# What you will do
With the first line as the start and the line containing "or time out;" as the end, write out every line of the records exactly.

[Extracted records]
——
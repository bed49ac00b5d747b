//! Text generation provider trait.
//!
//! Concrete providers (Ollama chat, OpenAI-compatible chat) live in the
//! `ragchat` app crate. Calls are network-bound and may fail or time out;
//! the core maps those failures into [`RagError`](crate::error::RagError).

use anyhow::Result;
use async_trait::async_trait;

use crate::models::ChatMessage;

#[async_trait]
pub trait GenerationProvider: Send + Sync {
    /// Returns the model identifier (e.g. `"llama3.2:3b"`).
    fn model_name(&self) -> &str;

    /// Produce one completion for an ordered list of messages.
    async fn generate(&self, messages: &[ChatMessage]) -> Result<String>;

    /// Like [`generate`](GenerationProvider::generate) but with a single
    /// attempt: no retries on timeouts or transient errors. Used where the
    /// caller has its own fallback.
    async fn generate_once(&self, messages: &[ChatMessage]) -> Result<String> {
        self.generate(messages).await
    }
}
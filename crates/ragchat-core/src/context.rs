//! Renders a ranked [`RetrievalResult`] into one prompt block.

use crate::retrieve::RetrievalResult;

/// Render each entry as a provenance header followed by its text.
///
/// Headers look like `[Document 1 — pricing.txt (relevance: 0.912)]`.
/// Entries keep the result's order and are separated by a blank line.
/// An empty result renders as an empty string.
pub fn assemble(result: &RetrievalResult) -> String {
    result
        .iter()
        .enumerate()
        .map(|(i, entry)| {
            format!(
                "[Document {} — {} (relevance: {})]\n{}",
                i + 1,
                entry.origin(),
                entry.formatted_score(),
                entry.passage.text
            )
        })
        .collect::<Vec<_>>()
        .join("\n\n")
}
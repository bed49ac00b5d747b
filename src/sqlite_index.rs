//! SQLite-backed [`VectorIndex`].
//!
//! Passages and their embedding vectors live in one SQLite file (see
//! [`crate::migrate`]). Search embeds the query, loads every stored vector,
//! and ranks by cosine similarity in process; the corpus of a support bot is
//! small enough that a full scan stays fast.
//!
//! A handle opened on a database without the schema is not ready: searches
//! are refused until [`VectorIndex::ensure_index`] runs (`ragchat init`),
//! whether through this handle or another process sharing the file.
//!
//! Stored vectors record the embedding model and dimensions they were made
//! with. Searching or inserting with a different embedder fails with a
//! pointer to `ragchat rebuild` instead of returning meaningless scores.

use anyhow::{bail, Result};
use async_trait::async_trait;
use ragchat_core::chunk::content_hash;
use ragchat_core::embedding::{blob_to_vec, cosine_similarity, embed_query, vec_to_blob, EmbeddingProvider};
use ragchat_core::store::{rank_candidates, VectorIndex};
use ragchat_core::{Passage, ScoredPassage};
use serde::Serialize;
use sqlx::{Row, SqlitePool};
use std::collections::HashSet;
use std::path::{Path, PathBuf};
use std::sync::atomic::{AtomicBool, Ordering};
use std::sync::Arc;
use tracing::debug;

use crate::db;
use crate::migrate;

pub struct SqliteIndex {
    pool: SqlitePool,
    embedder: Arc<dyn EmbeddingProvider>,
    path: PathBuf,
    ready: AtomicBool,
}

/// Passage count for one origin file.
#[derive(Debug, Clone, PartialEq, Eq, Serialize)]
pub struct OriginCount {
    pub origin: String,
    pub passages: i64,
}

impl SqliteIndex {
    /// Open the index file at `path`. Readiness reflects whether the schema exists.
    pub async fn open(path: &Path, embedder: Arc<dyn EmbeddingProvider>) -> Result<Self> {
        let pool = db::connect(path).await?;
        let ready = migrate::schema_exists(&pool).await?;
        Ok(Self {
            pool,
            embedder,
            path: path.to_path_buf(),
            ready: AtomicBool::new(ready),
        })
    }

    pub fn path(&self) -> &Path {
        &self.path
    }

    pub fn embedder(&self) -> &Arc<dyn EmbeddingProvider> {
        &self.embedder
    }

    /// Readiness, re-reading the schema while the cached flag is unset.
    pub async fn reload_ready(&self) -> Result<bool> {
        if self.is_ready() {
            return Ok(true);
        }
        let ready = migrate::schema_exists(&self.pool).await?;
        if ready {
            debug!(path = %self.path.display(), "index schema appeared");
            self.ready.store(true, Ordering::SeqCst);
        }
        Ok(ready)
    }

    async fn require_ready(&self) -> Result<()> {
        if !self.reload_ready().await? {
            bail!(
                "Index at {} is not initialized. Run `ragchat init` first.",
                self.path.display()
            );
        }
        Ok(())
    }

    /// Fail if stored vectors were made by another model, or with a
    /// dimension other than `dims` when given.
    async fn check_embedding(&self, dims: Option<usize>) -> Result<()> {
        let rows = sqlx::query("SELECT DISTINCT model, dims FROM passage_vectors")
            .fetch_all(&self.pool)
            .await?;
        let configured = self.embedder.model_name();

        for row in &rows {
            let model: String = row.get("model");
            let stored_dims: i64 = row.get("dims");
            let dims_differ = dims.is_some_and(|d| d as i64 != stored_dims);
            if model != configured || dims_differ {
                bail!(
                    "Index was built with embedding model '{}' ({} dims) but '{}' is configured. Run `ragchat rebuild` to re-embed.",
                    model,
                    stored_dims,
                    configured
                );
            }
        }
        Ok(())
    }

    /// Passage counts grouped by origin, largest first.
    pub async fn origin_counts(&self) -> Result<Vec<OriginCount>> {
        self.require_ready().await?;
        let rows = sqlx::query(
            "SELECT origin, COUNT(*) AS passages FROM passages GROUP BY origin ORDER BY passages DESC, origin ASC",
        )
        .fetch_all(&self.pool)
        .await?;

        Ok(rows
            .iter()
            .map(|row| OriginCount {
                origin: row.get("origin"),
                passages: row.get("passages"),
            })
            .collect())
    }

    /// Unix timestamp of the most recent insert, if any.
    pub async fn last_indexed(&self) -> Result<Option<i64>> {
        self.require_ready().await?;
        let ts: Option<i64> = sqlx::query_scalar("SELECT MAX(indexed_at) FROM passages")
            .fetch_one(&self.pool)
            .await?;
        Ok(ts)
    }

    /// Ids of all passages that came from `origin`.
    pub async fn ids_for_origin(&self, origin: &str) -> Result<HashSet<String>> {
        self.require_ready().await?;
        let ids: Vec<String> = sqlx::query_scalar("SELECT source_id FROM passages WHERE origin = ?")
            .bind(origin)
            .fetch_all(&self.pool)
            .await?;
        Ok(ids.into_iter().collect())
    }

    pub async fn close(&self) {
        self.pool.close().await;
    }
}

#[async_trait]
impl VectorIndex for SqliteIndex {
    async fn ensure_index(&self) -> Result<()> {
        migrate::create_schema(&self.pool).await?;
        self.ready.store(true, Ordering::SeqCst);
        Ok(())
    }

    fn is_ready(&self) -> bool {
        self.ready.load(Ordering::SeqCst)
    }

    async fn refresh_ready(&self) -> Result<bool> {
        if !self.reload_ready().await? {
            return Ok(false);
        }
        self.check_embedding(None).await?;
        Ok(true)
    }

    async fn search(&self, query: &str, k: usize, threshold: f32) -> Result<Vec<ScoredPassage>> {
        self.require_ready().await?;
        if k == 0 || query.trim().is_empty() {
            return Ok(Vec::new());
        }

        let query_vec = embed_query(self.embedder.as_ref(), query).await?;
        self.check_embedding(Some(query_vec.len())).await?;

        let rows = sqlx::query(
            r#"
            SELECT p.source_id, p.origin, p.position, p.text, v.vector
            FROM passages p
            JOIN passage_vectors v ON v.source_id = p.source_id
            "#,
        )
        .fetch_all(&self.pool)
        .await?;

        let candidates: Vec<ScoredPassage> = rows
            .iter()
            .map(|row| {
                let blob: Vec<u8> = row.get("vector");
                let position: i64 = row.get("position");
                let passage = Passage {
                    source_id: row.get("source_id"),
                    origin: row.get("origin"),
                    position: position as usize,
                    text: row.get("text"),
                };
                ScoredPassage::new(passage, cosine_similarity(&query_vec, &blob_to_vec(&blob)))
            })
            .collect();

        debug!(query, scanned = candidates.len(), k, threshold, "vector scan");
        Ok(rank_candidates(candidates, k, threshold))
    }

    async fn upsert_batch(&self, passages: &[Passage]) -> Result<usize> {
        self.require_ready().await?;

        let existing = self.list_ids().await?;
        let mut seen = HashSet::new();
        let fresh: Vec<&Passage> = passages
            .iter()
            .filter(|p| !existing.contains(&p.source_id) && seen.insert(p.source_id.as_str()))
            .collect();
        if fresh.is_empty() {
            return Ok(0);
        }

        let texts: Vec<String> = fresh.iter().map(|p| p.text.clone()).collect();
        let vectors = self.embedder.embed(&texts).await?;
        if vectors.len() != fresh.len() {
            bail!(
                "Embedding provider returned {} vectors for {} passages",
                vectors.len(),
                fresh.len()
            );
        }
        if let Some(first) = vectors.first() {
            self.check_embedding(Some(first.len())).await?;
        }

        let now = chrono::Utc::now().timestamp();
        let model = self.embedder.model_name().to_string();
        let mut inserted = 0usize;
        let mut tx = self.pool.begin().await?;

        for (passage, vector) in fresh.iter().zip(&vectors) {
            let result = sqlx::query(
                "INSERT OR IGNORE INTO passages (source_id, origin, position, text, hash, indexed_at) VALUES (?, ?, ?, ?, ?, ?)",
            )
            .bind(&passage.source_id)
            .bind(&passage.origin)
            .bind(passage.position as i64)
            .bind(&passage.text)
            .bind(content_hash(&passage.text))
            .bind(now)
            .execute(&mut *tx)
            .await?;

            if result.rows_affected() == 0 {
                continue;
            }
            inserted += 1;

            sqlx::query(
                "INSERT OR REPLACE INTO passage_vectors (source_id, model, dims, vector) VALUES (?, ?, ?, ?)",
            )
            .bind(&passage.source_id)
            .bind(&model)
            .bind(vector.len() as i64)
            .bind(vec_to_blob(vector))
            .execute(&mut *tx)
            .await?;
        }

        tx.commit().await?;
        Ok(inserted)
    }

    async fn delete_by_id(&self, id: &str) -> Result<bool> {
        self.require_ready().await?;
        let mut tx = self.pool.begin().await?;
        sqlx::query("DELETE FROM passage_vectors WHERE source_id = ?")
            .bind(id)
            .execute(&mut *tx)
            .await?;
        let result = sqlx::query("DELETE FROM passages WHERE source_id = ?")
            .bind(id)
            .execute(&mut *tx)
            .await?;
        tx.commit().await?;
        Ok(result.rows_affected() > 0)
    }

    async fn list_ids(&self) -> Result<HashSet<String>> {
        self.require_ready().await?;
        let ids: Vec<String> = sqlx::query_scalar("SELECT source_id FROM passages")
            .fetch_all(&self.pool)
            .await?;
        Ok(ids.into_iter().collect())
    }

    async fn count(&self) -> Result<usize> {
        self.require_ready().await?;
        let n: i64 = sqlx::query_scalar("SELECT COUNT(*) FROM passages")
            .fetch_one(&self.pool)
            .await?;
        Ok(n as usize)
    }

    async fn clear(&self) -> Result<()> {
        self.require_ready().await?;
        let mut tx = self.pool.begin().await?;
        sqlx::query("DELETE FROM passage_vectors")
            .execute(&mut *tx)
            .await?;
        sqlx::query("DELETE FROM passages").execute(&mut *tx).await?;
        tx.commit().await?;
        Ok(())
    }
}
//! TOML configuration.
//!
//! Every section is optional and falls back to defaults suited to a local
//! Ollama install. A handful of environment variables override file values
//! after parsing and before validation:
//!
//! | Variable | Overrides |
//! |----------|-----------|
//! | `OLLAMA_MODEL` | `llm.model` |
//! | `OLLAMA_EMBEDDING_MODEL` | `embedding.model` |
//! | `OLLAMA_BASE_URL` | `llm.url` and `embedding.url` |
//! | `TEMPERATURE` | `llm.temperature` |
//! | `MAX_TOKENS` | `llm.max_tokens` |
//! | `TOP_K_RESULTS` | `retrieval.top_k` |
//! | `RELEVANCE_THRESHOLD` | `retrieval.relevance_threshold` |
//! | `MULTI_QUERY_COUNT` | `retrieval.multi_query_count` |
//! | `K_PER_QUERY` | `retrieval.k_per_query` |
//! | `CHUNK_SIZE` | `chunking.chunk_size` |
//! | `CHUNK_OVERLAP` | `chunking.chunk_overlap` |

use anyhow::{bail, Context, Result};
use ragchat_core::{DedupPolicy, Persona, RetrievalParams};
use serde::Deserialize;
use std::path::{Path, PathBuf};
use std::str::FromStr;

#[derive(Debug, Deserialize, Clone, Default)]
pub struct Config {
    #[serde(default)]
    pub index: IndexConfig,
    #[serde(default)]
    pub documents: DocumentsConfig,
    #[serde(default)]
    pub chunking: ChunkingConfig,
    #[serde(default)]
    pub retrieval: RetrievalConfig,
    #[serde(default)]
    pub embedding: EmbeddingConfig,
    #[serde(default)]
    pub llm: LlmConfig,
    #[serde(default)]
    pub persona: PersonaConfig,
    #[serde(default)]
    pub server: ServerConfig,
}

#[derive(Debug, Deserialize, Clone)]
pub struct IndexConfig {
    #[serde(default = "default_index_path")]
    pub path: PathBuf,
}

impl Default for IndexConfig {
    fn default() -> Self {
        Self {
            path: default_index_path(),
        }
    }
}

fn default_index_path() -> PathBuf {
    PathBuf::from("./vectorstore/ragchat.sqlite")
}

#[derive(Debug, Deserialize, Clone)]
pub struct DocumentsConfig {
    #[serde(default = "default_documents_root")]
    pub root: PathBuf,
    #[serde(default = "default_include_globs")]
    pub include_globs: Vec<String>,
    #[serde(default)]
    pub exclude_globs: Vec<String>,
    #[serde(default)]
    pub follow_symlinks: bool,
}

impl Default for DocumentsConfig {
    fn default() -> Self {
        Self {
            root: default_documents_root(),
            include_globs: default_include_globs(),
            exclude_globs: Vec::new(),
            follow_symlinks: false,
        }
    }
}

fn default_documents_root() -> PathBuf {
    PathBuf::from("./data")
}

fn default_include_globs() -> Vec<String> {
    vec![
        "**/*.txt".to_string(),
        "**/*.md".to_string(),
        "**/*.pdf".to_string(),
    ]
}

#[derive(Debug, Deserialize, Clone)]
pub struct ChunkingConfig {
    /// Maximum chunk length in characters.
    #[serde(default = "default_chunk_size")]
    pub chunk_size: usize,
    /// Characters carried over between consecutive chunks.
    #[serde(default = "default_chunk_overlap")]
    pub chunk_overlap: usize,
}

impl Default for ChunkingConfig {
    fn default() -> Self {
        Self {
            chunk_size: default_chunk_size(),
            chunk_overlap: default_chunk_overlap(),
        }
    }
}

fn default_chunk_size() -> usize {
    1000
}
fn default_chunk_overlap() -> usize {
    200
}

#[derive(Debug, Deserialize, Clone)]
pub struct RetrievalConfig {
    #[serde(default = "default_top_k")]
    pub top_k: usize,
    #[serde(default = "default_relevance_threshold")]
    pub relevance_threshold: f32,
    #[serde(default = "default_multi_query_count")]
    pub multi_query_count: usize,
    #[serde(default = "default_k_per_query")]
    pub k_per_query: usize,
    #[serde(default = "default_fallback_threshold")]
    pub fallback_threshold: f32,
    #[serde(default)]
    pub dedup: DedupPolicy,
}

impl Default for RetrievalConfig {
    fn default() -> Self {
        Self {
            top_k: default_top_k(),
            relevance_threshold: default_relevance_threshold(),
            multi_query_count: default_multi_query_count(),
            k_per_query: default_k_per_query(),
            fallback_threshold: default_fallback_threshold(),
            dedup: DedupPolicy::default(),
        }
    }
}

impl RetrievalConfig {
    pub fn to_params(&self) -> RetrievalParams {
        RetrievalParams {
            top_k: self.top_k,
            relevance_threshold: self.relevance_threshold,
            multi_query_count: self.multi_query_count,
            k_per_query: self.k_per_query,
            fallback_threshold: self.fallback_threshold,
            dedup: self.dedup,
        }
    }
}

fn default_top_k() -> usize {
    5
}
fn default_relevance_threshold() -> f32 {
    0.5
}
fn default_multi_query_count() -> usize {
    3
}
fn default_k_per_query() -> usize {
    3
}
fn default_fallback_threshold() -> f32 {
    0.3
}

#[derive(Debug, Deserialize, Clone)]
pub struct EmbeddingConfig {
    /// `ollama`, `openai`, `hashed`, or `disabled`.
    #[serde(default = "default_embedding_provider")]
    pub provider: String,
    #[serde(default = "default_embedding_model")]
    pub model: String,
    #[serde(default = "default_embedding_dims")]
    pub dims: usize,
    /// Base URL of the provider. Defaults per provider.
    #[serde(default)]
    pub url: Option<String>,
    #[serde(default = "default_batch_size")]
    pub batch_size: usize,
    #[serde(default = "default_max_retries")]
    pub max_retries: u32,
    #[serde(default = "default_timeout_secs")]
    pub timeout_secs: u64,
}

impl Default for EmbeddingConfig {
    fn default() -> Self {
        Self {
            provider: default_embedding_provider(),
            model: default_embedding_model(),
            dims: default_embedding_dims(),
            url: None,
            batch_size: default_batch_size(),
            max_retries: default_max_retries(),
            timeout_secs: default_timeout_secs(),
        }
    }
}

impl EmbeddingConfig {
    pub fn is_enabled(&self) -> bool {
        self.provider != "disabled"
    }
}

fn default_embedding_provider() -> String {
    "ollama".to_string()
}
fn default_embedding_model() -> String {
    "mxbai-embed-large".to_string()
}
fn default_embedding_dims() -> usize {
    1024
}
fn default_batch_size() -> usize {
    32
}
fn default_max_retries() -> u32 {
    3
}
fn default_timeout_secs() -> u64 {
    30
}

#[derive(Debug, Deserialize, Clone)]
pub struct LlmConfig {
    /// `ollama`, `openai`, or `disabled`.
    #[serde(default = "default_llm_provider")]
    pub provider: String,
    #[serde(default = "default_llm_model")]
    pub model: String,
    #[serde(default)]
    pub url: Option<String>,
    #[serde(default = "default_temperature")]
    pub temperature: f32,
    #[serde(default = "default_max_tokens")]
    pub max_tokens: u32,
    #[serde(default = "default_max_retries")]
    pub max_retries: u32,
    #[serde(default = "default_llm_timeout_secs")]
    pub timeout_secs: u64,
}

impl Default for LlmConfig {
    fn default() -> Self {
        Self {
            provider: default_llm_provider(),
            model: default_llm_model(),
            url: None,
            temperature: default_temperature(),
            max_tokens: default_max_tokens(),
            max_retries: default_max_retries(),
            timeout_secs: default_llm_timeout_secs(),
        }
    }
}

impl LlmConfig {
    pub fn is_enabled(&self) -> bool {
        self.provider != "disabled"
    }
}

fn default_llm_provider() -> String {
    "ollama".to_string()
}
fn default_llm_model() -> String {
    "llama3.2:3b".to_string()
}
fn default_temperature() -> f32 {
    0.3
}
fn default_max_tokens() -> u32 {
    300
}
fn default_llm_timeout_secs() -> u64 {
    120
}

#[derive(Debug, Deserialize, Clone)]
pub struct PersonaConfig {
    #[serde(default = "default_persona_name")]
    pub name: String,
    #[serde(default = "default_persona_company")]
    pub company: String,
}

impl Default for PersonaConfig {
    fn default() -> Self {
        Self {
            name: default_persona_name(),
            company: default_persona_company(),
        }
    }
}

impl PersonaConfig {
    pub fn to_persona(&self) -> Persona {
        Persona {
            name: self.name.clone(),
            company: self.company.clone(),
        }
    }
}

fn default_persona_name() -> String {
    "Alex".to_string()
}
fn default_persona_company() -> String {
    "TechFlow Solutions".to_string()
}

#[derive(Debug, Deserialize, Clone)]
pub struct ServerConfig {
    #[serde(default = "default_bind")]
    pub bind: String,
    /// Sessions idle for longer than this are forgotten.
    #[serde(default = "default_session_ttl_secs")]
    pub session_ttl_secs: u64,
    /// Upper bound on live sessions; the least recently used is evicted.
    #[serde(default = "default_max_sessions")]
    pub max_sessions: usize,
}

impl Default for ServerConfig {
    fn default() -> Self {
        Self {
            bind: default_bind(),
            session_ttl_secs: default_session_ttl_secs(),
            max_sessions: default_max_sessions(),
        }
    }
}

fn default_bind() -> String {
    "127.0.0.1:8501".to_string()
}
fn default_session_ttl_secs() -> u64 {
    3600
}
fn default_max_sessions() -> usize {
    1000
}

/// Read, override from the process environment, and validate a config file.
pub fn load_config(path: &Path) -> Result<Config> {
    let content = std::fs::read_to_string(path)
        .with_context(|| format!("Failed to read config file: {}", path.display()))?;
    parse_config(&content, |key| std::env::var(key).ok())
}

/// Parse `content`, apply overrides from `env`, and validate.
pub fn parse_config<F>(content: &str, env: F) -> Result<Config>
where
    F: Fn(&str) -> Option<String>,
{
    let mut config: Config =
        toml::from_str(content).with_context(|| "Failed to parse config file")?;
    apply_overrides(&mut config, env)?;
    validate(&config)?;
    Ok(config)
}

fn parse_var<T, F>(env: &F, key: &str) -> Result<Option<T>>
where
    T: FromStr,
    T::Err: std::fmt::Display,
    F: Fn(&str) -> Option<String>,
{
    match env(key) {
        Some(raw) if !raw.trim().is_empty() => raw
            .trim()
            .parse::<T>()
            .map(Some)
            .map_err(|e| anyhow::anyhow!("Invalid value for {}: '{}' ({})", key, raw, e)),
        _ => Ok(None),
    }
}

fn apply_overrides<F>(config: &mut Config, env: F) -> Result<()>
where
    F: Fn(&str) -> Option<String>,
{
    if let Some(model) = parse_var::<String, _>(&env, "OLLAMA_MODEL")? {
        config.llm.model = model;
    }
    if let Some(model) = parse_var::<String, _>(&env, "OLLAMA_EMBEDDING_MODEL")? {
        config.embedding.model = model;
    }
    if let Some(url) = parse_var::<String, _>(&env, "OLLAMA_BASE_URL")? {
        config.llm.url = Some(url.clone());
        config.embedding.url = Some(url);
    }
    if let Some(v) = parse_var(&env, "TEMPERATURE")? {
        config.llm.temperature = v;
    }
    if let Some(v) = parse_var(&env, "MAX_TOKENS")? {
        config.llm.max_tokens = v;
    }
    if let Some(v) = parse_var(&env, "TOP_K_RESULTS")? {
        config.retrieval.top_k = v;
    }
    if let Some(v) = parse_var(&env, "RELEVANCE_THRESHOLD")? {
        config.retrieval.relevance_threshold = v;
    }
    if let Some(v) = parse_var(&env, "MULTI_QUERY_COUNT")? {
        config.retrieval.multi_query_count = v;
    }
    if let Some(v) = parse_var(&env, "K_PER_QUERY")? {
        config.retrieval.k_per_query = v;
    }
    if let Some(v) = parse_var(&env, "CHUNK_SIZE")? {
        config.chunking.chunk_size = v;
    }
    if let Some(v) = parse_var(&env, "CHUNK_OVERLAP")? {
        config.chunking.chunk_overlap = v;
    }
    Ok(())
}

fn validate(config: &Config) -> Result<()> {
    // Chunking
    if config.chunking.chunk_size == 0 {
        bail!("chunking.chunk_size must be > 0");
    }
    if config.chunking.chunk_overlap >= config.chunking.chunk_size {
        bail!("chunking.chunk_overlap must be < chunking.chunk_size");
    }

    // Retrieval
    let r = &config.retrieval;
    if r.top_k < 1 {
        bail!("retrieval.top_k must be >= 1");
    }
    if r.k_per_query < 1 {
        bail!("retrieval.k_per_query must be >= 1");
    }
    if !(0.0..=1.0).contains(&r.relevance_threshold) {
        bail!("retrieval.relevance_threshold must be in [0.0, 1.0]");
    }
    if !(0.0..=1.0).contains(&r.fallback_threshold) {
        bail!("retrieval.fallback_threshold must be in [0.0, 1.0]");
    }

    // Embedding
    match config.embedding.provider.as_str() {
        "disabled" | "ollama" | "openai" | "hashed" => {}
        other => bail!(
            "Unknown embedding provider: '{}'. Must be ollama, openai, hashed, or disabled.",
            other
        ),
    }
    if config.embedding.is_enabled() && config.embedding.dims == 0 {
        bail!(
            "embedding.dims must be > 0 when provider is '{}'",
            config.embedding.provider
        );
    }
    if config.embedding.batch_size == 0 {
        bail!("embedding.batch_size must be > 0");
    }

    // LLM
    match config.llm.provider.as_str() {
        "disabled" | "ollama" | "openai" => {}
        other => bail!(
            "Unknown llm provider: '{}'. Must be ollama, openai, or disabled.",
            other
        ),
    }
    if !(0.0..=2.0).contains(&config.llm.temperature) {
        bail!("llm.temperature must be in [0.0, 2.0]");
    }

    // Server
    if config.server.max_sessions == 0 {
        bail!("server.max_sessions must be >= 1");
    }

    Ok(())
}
——
# Solution for this problem
repository bed49ac00b5d747b
//! Text generation provider trait.
//!
//! Concrete providers (Ollama chat, OpenAI-compatible chat) live in the
//! `ragchat` app crate. Calls are network-bound and may fail or time out;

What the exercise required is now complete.